* _Material shown_
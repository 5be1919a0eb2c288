//! In-memory page and tier doubles for unit tests.

use async_trait::async_trait;
use sisypho_core::{Error, Result};
use std::collections::VecDeque;
use std::sync::atomic::{AtomicBool, AtomicU16, AtomicUsize, Ordering};
use std::sync::{Arc, Mutex};
use std::time::Duration;

use super::page::{BrowserPage, ContentQuery, ScrollTarget};
use super::session::BrowserSession;
use super::strategy::AcquireStrategy;

#[derive(Default)]
pub struct MockPage {
    pub closed: AtomicBool,
    pub unresponsive: AtomicBool,
    pub missing_selector: Mutex<Option<String>>,
    pub actions: Mutex<Vec<String>>,
    /// Markup changes on every read.
    pub churning: AtomicBool,
    close_calls: AtomicUsize,
    /// Visited urls and the index of the current one.
    history: Mutex<(Vec<String>, usize)>,
    snapshots: Mutex<VecDeque<String>>,
    html_reads: AtomicUsize,
}

impl MockPage {
    pub fn new() -> Self {
        Self::default()
    }

    pub fn close_calls(&self) -> usize {
        self.close_calls.load(Ordering::SeqCst)
    }

    pub fn actions(&self) -> Vec<String> {
        self.actions.lock().unwrap().clone()
    }

    /// Markup returned by successive reads; the last one repeats.
    pub fn set_snapshots(&self, snapshots: &[&str]) {
        *self.snapshots.lock().unwrap() = snapshots.iter().map(|s| s.to_string()).collect();
    }

    pub fn html_reads(&self) -> usize {
        self.html_reads.load(Ordering::SeqCst)
    }

    fn step_history(&self, delta: isize) -> Result<()> {
        let mut history = self.history.lock().unwrap();
        let target = history.1 as isize + delta;
        if history.0.is_empty() || target < 0 || target as usize >= history.0.len() {
            return Err(Error::Browser("no such history entry".into()));
        }
        history.1 = target as usize;
        Ok(())
    }

    fn record(&self, action: String) {
        self.actions.lock().unwrap().push(action);
    }

    fn check_selector(&self, selector: &str) -> Result<()> {
        if self.missing_selector.lock().unwrap().as_deref() == Some(selector) {
            return Err(Error::NotFound(format!("element {}", selector)));
        }
        Ok(())
    }
}

#[async_trait]
impl BrowserPage for MockPage {
    fn is_open(&self) -> bool {
        !self.closed.load(Ordering::SeqCst)
    }

    async fn ping(&self) -> Result<String> {
        if self.unresponsive.load(Ordering::SeqCst) {
            return Err(Error::Timeout("ping".into()));
        }
        Ok("Mock".into())
    }

    async fn navigate(&self, url: &str) -> Result<()> {
        self.record(format!("navigate {}", url));
        let mut history = self.history.lock().unwrap();
        if !history.0.is_empty() {
            let keep = history.1 + 1;
            history.0.truncate(keep);
        }
        history.0.push(url.to_string());
        history.1 = history.0.len() - 1;
        Ok(())
    }

    async fn click(&self, selector: &str) -> Result<String> {
        self.check_selector(selector)?;
        self.record(format!("click {}", selector));
        Ok(selector.to_string())
    }

    async fn type_text(&self, selector: &str, text: &str, submit: bool) -> Result<()> {
        self.check_selector(selector)?;
        self.record(format!("type {} {} {}", selector, text, submit));
        Ok(())
    }

    async fn content(&self, query: &ContentQuery) -> Result<Vec<String>> {
        self.record(format!("content {}", query.root));
        Ok(vec![format!("content of {}", query.root)])
    }

    async fn current_url(&self) -> Result<String> {
        let history = self.history.lock().unwrap();
        Ok(history.0.get(history.1).cloned().unwrap_or_else(|| "about:blank".into()))
    }

    async fn go_back(&self) -> Result<()> {
        self.step_history(-1)?;
        self.record("back".into());
        Ok(())
    }

    async fn go_forward(&self) -> Result<()> {
        self.step_history(1)?;
        self.record("forward".into());
        Ok(())
    }

    async fn reload(&self, bypass_cache: bool) -> Result<()> {
        self.record(format!("reload {}", bypass_cache));
        Ok(())
    }

    async fn scroll(&self, target: ScrollTarget) -> Result<()> {
        self.record(format!("scroll {:?}", target));
        Ok(())
    }

    async fn submit_form(&self, selector: &str) -> Result<()> {
        self.check_selector(selector)?;
        self.record(format!("submit {}", selector));
        Ok(())
    }

    async fn wait_for_element(&self, selector: &str, timeout: Duration, visible: bool) -> Result<()> {
        if self.check_selector(selector).is_err() {
            tokio::time::sleep(timeout).await;
            return Err(Error::Timeout(format!("element {}", selector)));
        }
        self.record(format!("wait {} {}", selector, visible));
        Ok(())
    }

    async fn document_html(&self) -> Result<String> {
        let n = self.html_reads.fetch_add(1, Ordering::SeqCst);
        if self.churning.load(Ordering::SeqCst) {
            return Ok(format!("<p>{}</p>", n));
        }
        let mut snapshots = self.snapshots.lock().unwrap();
        let html = snapshots.front().cloned().unwrap_or_else(|| "<html></html>".into());
        if snapshots.len() > 1 {
            snapshots.pop_front();
        }
        Ok(html)
    }

    async fn clear_storage(&self) -> Result<()> {
        self.record("clear_storage".into());
        Ok(())
    }

    async fn close_browser(&self) -> Result<()> {
        self.close_calls.fetch_add(1, Ordering::SeqCst);
        Ok(())
    }
}

/// Tier that fails or hands out sessions on successive ports.
pub struct MockStrategy {
    pub name: &'static str,
    pub fail: bool,
    pub next_port: Arc<AtomicU16>,
    pub attempts: Arc<AtomicUsize>,
    pub pages: Arc<Mutex<Vec<Arc<MockPage>>>>,
}

impl MockStrategy {
    pub fn new(name: &'static str, fail: bool) -> Self {
        Self {
            name,
            fail,
            next_port: Arc::new(AtomicU16::new(9400)),
            attempts: Arc::new(AtomicUsize::new(0)),
            pages: Arc::new(Mutex::new(Vec::new())),
        }
    }

    pub fn attempts(&self) -> Arc<AtomicUsize> {
        self.attempts.clone()
    }

    pub fn pages(&self) -> Arc<Mutex<Vec<Arc<MockPage>>>> {
        self.pages.clone()
    }
}

#[async_trait]
impl AcquireStrategy for MockStrategy {
    fn name(&self) -> &'static str {
        self.name
    }

    async fn attempt(&self) -> Result<BrowserSession> {
        self.attempts.fetch_add(1, Ordering::SeqCst);
        if self.fail {
            return Err(Error::Browser(format!("{} unavailable", self.name)));
        }
        let port = self.next_port.fetch_add(1, Ordering::SeqCst);
        let page = Arc::new(MockPage::new());
        self.pages.lock().unwrap().push(page.clone());
        Ok(BrowserSession::new(self.name, port, page))
    }
}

* _Your objective_
All of the entries should be repeated word for word.

* _Final answer_
repository 5be1919a0eb2c288
//! In-memory page and tier doubles for unit tests.

use async_trait::async_trait;
use sisypho_core::{Error, Result};
use std::collections::VecDeque;
use std::sync::atomic::{AtomicBool, AtomicU16, AtomicUsize, Ordering};
use std::sync::{Arc, Mutex};
use std::time::Duration;

use super::page::{BrowserPage, ContentQuery, ScrollTarget};
use super::session::BrowserSession;
use super::strategy::AcquireStrategy;

#[derive(Default)]
pub struct MockPage {
    pub closed: AtomicBool,
    pub unresponsive: AtomicBool,
    pub missing_selector: Mutex<Option<String>>,
    pub actions: Mutex<Vec<String>>,
    /// Markup changes on every read.
    pub churning: AtomicBool,
    close_calls: AtomicUsize,
    /// Visited urls and the index of the current one.
    history: Mutex<(Vec<String>, usize)>,
    snapshots: Mutex<VecDeque<String>>,
    html_reads: AtomicUsize,
}

impl MockPage {
    pub fn new() -> Self {
        Self::default()
    }

    pub fn close_calls(&self) -> usize {
        self.close_calls.load(Ordering::SeqCst)
    }

    pub fn actions(&self) -> Vec<String> {
        self.actions.lock().unwrap().clone()
    }

    /// Markup returned by successive reads; the last one repeats.
    pub fn set_snapshots(&self, snapshots: &[&str]) {
        *self.snapshots.lock().unwrap() = snapshots.iter().map(|s| s.to_string()).collect();
    }

    pub fn html_reads(&self) -> usize {
        self.html_reads.load(Ordering::SeqCst)
    }

    fn step_history(&self, delta: isize) -> Result<()> {
        let mut history = self.history.lock().unwrap();
        let target = history.1 as isize + delta;
        if history.0.is_empty() || target < 0 || target as usize >= history.0.len() {
            return Err(Error::Browser("no such history entry".into()));
        }
        history.1 = target as usize;
        Ok(())
    }

    fn record(&self, action: String) {
        self.actions.lock().unwrap().push(action);
    }

    fn check_selector(&self, selector: &str) -> Result<()> {
        if self.missing_selector.lock().unwrap().as_deref() == Some(selector) {
            return Err(Error::NotFound(format!("element {}", selector)));
        }
        Ok(())
    }
}

#[async_trait]
impl BrowserPage for MockPage {
    fn is_open(&self) -> bool {
        !self.closed.load(Ordering::SeqCst)
    }

    async fn ping(&self) -> Result<String> {
        if self.unresponsive.load(Ordering::SeqCst) {
            return Err(Error::Timeout("ping".into()));
        }
        Ok("Mock".into())
    }

    async fn navigate(&self, url: &str) -> Result<()> {
        self.record(format!("navigate {}", url));
        let mut history = self.history.lock().unwrap();
        if !history.0.is_empty() {
            let keep = history.1 + 1;
            history.0.truncate(keep);
        }
        history.0.push(url.to_string());
        history.1 = history.0.len() - 1;
        Ok(())
    }

    async fn click(&self, selector: &str) -> Result<String> {
        self.check_selector(selector)?;
        self.record(format!("click {}", selector));
        Ok(selector.to_string())
    }

    async fn type_text(&self, selector: &str, text: &str, submit: bool) -> Result<()> {
        self.check_selector(selector)?;
        self.record(format!("type {} {} {}", selector, text, submit));
        Ok(())
    }

    async fn content(&self, query: &ContentQuery) -> Result<Vec<String>> {
        self.record(format!("content {}", query.root));
        Ok(vec![format!("content of {}", query.root)])
    }

    async fn current_url(&self) -> Result<String> {
        let history = self.history.lock().unwrap();
        Ok(history.0.get(history.1).cloned().unwrap_or_else(|| "about:blank".into()))
    }

    async fn go_back(&self) -> Result<()> {
        self.step_history(-1)?;
        self.record("back".into());
        Ok(())
    }

    async fn go_forward(&self) -> Result<()> {
        self.step_history(1)?;
        self.record("forward".into());
        Ok(())
    }

    async fn reload(&self, bypass_cache: bool) -> Result<()> {
        self.record(format!("reload {}", bypass_cache));
        Ok(())
    }

    async fn scroll(&self, target: ScrollTarget) -> Result<()> {
        self.record(format!("scroll {:?}", target));
        Ok(())
    }

    async fn submit_form(&self, selector: &str) -> Result<()> {
        self.check_selector(selector)?;
        self.record(format!("submit {}", selector));
        Ok(())
    }

    async fn wait_for_element(&self, selector: &str, timeout: Duration, visible: bool) -> Result<()> {
        if self.check_selector(selector).is_err() {
            tokio::time::sleep(timeout).await;
            return Err(Error::Timeout(format!("element {}", selector)));
        }
        self.record(format!("wait {} {}", selector, visible));
        Ok(())
    }

    async fn document_html(&self) -> Result<String> {
        let n = self.html_reads.fetch_add(1, Ordering::SeqCst);
        if self.churning.load(Ordering::SeqCst) {
            return Ok(format!("<p>{}</p>", n));
        }
        let mut snapshots = self.snapshots.lock().unwrap();
        let html = snapshots.front().cloned().unwrap_or_else(|| "<html></html>".into());
        if snapshots.len() > 1 {
            snapshots.pop_front();
        }
        Ok(html)
    }

    async fn clear_storage(&self) -> Result<()> {
        self.record("clear_storage".into());
        Ok(())
    }

    async fn close_browser(&self) -> Result<()> {
        self.close_calls.fetch_add(1, Ordering::SeqCst);
        Ok(())
    }
}

/// Tier that fails or hands out sessions on successive ports.
pub struct MockStrategy {
    pub name: &'static str,
    pub fail: bool,
    pub next_port: Arc<AtomicU16>,
    pub attempts: Arc<AtomicUsize>,
    pub pages: Arc<Mutex<Vec<Arc<MockPage>>>>,
}

impl MockStrategy {
    pub fn new(name: &'static str, fail: bool) -> Self {
        Self {
            name,
            fail,
            next_port: Arc::new(AtomicU16::new(9400)),
            attempts: Arc::new(AtomicUsize::new(0)),
            pages: Arc::new(Mutex::new(Vec::new())),
        }
    }

    pub fn attempts(&self) -> Arc<AtomicUsize> {
        self.attempts.clone()
    }

    pub fn pages(&self) -> Arc<Mutex<Vec<Arc<MockPage>>>> {
        self.pages.clone()
    }
}

#[async_trait]
impl AcquireStrategy for MockStrategy {
    fn name(&self) -> &'static str {
        self.name
    }

    async fn attempt(&self) -> Result<BrowserSession> {
        self.attempts.fetch_add(1, Ordering::SeqCst);
        if self.fail {
            return Err(Error::Browser(format!("{} unavailable", self.name)));
        }
        let port = self.next_port.fetch_add(1, Ordering::SeqCst);
        let page = Arc::new(MockPage::new());
        self.pages.lock().unwrap().push(page.clone());
        Ok(BrowserSession::new(self.name, port, page))
    }
}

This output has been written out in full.